American Airlines Chief Revenue Officer Vasu Raja appeared on this week’s Airlines Confidential podcast hosted by former Spirit Airlines CEO Ben Baldanza. Among other portfolios, the American AAdvantage program reports up to Raja.
In his introductory remarks to the conversation, Vasu Raja shared that he believes frequent flyer programs haven’t gone far enough moving to revenue-based models.
With our loyalty program, where historically loyalty programs have been market share based programs and even though they’ve been evolving over time they’re still kind of market share based programs.
But we think there’s ways with the technology of today and the comprehensiveness of our network that we can do things for customers where they indeed find it easier and easier to fly us, to fly us and sell themselves up into higher value added services for them, all of which go and create financial value for American Airlines.
The Difference Between Wallet Share And Revenue-Based
A ‘market share’-based program is really a wallet share program, that seeks to influence a customer’s decision-making at the margin to gain more of the travel dollars that individual consumer has to spend.

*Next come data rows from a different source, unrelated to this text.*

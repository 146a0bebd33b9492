//! Lane-selection policy

use ordered_float::OrderedFloat;

use super::customer::Customer;
use super::error::SimError;
use super::lane::Lane;

/// Pick the lane a new customer joins.
///
/// Among the lanes the customer may enter, returns the index of the one with
/// the least total remaining service time. Ties go to the lowest index.
pub fn select_lane(lanes: &[Lane], customer: &Customer) -> Result<usize, SimError> {
    lanes
        .iter()
        .enumerate()
        .filter(|(_, lane)| lane.can_enter(customer))
        // min_by_key keeps the first of equal minima
        .min_by_key(|(_, lane)| OrderedFloat(lane.total_time_left()))
        .map(|(index, _)| index)
        .ok_or(SimError::NoEligibleLane {
            item_count: customer.item_count(),
        })
}
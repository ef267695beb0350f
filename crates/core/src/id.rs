//! Strongly-typed identifiers for stock cards, line items and the reference
//! data they point at.
//!
//! Reference data (facilities, programs, orderables, lots, nodes) lives in
//! other services; the engine only carries the ids around.

use core::str::FromStr;
use serde::{Deserialize, Serialize};
use uuid::Uuid;

use crate::error::DomainError;

/// Identifier of a stock card (one per stock-keeping unit).
#[derive(Debug, Copy, Clone, PartialEq, Eq, Hash, Serialize, Deserialize)]
#[serde(transparent)]
pub struct StockCardId(Uuid);

/// Identifier of a stock card line item (one movement).
#[derive(Debug, Copy, Clone, PartialEq, Eq, Hash, Serialize, Deserialize)]
#[serde(transparent)]
pub struct LineItemId(Uuid);

/// Facility holding the stock.
#[derive(Debug, Copy, Clone, PartialEq, Eq, Hash, Serialize, Deserialize)]
#[serde(transparent)]
pub struct FacilityId(Uuid);

/// Program the stock is managed under.
#[derive(Debug, Copy, Clone, PartialEq, Eq, Hash, Serialize, Deserialize)]
#[serde(transparent)]
pub struct ProgramId(Uuid);

/// Orderable (product) being tracked.
#[derive(Debug, Copy, Clone, PartialEq, Eq, Hash, Serialize, Deserialize)]
#[serde(transparent)]
pub struct OrderableId(Uuid);

/// Lot (batch) of an orderable.
#[derive(Debug, Copy, Clone, PartialEq, Eq, Hash, Serialize, Deserialize)]
#[serde(transparent)]
pub struct LotId(Uuid);

/// Valid source or destination of a movement (another facility, a supplier, ...).
#[derive(Debug, Copy, Clone, PartialEq, Eq, Hash, Serialize, Deserialize)]
#[serde(transparent)]
pub struct NodeId(Uuid);

/// User who recorded a movement.
#[derive(Debug, Copy, Clone, PartialEq, Eq, Hash, Serialize, Deserialize)]
#[serde(transparent)]
pub struct UserId(Uuid);

macro_rules! impl_uuid_newtype {
    ($t:ty, $name:literal) => {
        impl $t {
            /// Create a new identifier.
            ///
            /// Uses UUIDv7 (time-ordered). Prefer passing IDs explicitly in tests
            /// for determinism.
            pub fn new() -> Self {
                Self(Uuid::now_v7())
            }

            pub fn from_uuid(uuid: Uuid) -> Self {
                Self(uuid)
            }

            pub fn as_uuid(&self) -> &Uuid {
                &self.0
            }
        }

        impl Default for $t {
            fn default() -> Self {
                Self::new()
            }
        }

        impl core::fmt::Display for $t {
            fn fmt(&self, f: &mut core::fmt::Formatter<'_>) -> core::fmt::Result {
                core::fmt::Display::fmt(&self.0, f)
            }
        }

        impl From<Uuid> for $t {
            fn from(value: Uuid) -> Self {
                Self(value)
            }
        }

        impl From<$t> for Uuid {
            fn from(value: $t) -> Self {
                value.0
            }
        }

        impl FromStr for $t {
            type Err = DomainError;

            fn from_str(s: &str) -> Result<Self, Self::Err> {
                let uuid = Uuid::from_str(s)
                    .map_err(|e| DomainError::invalid_id(format!("{}: {}", $name, e)))?;
                Ok(Self(uuid))
            }
        }
    };
}

impl_uuid_newtype!(StockCardId, "StockCardId");
impl_uuid_newtype!(LineItemId, "LineItemId");
impl_uuid_newtype!(FacilityId, "FacilityId");
impl_uuid_newtype!(ProgramId, "ProgramId");
impl_uuid_newtype!(OrderableId, "OrderableId");
impl_uuid_newtype!(LotId, "LotId");
impl_uuid_newtype!(NodeId, "NodeId");
impl_uuid_newtype!(UserId, "UserId");

#[cfg(test)]
mod tests {
    use super::*;

    #[test]
    fn parses_and_displays_uuid() {
        let raw = "0190f7c2-8a4b-7c3e-9d1f-2b3c4d5e6f70";
        let id: StockCardId = raw.parse().unwrap();
        assert_eq!(id.to_string(), raw);
    }

    #[test]
    fn parse_failure_names_the_id_type() {
        let err = "not-a-uuid".parse::<LineItemId>().unwrap_err();
        match err {
            DomainError::InvalidId(msg) => assert!(msg.starts_with("LineItemId:")),
            other => panic!("unexpected error: {other:?}"),
        }
    }

    #[test]
    fn serializes_transparently() {
        let id = NodeId::new();
        let json = serde_json::to_string(&id).unwrap();
        assert_eq!(json, format!("\"{id}\""));
        let back: NodeId = serde_json::from_str(&json).unwrap();
        assert_eq!(back, id);
    }
}
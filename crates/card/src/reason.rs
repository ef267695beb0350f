//! Movement reasons and the credit/debit direction they resolve to.

use serde::{Deserialize, Serialize};

use stockledger_core::ValueObject;

/// Effect of a movement on the balance.
///
/// Every line item resolves to exactly one direction when it is ingested, so
/// the balance calculation never has to look at reasons or nodes again.
#[derive(Debug, Clone, Copy, PartialEq, Eq, Hash, Serialize, Deserialize)]
#[serde(rename_all = "lowercase")]
pub enum Direction {
    Credit,
    Debit,
}

impl ValueObject for Direction {}

impl Direction {
    /// Apply `quantity` to `balance` in this direction.
    ///
    /// Returns `None` on `i64` overflow.
    pub fn apply(self, balance: i64, quantity: u32) -> Option<i64> {
        let quantity = i64::from(quantity);
        match self {
            Direction::Credit => balance.checked_add(quantity),
            Direction::Debit => balance.checked_sub(quantity),
        }
    }

    pub fn as_str(self) -> &'static str {
        match self {
            Direction::Credit => "credit",
            Direction::Debit => "debit",
        }
    }
}

impl core::fmt::Display for Direction {
    fn fmt(&self, f: &mut core::fmt::Formatter<'_>) -> core::fmt::Result {
        f.write_str(self.as_str())
    }
}

/// Reason type as configured in the reason catalog.
#[derive(Debug, Clone, Copy, PartialEq, Eq, Hash, Serialize, Deserialize)]
#[serde(rename_all = "SCREAMING_SNAKE_CASE")]
pub enum ReasonType {
    Credit,
    Debit,
    /// Used by physical inventory adjustments; the sign comes from elsewhere.
    BalanceAdjustment,
}

impl ReasonType {
    /// Direction implied by the reason type alone, if any.
    pub fn direction(self) -> Option<Direction> {
        match self {
            ReasonType::Credit => Some(Direction::Credit),
            ReasonType::Debit => Some(Direction::Debit),
            ReasonType::BalanceAdjustment => None,
        }
    }
}

/// Reason category (descriptive; has no effect on the balance).
#[derive(Debug, Clone, Copy, PartialEq, Eq, Hash, Serialize, Deserialize)]
#[serde(rename_all = "SCREAMING_SNAKE_CASE")]
pub enum ReasonCategory {
    Transfer,
    Adjustment,
    PhysicalInventory,
    Aggregation,
}

/// Reason attached to a line item, already resolved by the reason-lookup
/// collaborator.
#[derive(Debug, Clone, PartialEq, Eq, Hash, Serialize, Deserialize)]
pub struct StockCardLineItemReason {
    pub name: String,
    pub reason_type: ReasonType,
    pub reason_category: ReasonCategory,
    #[serde(default)]
    pub is_free_text_allowed: bool,
}

impl ValueObject for StockCardLineItemReason {}

impl StockCardLineItemReason {
    pub fn new(name: impl Into<String>, reason_type: ReasonType, reason_category: ReasonCategory) -> Self {
        Self {
            name: name.into(),
            reason_type,
            reason_category,
            is_free_text_allowed: false,
        }
    }

    /// A credit adjustment reason (e.g. "Transfer In").
    pub fn credit(name: impl Into<String>) -> Self {
        Self::new(name, ReasonType::Credit, ReasonCategory::Adjustment)
    }

    /// A debit adjustment reason (e.g. "Damage").
    pub fn debit(name: impl Into<String>) -> Self {
        Self::new(name, ReasonType::Debit, ReasonCategory::Adjustment)
    }

    pub fn with_free_text_allowed(mut self) -> Self {
        self.is_free_text_allowed = true;
        self
    }

    pub fn is_credit(&self) -> bool {
        self.reason_type == ReasonType::Credit
    }

    pub fn is_debit(&self) -> bool {
        self.reason_type == ReasonType::Debit
    }

    pub fn direction(&self) -> Option<Direction> {
        self.reason_type.direction()
    }
}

Revenue-based programs reward total revenue to an airline. But the airline might have gotten that revenue anyway, either because of a corporate contract or because they have the only flight that meets a customer’s schedule. Spending more to convince those customers to choose an airline does nothing for the bottom line, in fact it is a waste of money.
What programs were originally designed to do was influence a customer’s choice of carrier where they had a choice. The programs create a differentiated product out of something that’s otherwise largely a commodity (an airline seat between two points). The customer preference, driven by the program, leads the customer to choose a less convenient flight than they otherwise would… they might wait a few hours for a later flight, take a connection instead of a non-stop, or accept a less appealing inflight experience. In other words, a program seeking to influence wallet share shift generates incremental business for the airline.
Raja acts as though American Airlines flies everywhere, and can meet every customer need already, so they don’t need to focus on share shift. Instead he wants to focus on rewarding more lucrative spend. Here he lays out the theory:
I’m really small in JFK to San Francisco, I’m really big in DFW to San Francisco. In order to go generate more market share I’m going to create a program that incentivizes you the more time you fly me out of San Francisco. Great, and that may have worked for the way that airlines were 80 years ago but that doesn’t necessarily work for at least where we see the airline today.
Today that’s a perfectly nice thing to go and reward but what we really want to be able to do, there’s people who go out there and fly us and when let’s say a basic economy fare is available they will go buy themselves up to a main cabin fare because they want to check a bag and they want to earn miles and things like that. When people are engaging in those kinds of behaviors they’re basically telling us that look even though you’re willing to sell the seat at $100 I want to pay something more. Give me something more for it.
We want to be able to reward that behavior by actually creating more benefits for the customer, make it easy for them to earn status. Reward them throughout the course of their journey, and also when they’re engaging in those behavior make it easy for them to redeem miles not just on seat inventory but whatever it might be, ancillaries, things like that. Because that’s really really value-added behavior for the airline and something that we want to go and encourage.
Expect rewarding miles for spending more for the same seat. Expect more spending points for seat assignments or checked bags, at a low value per mile. And expect moving even further away from distance-based (though they already reward miles based on spend for American Airlines tickets to travel on American itself).
He also talks about simplifying the elite qualification process so that customers can better understand it. Given the focus on revenue here, expect a greater focus on spend than miles flown.
Odd To Suggest AAdvantage Is Anything But Wildly Successful
Suggesting that somehow airline frequent flyer programs have gotten their business model wrong is somewhat bizarre when it’s the loyalty program that was driving profits at American, and not the schedule Raja was overseeing before the pandemic.
Indeed, American was able to mortgage its frequent flyer program for $10 billion last year against an appraised value of $18 to $30 billion which is far greater than the total market cap (but not enterprise value) of the airline itself.
What Does Raja’s View Mean For The Future?
When the most recent President of AAdvantage assumed his position he said AAdvantage would keep award charts. After 9 months reporting to Raja he changed his position and said to expect award charts to be eliminated. He’s already leaving after a long career at American.
We can expect Raja’s view to be followed at AAdvantage moving forward, suggesting a greater focus on using the program to drive revenue for the airline – even though the cash cow is revenue from banks, and even though devaluations at American and United in the past (though not at Delta) have led to clear hits to the co-brand portfolio.
Changes to the program seem likely to shift away from frequency and more towards revenue (remember – United awards elite status on spending and not miles flown) and to reward buying up to Main Cabin Extra or first class more than the program does today.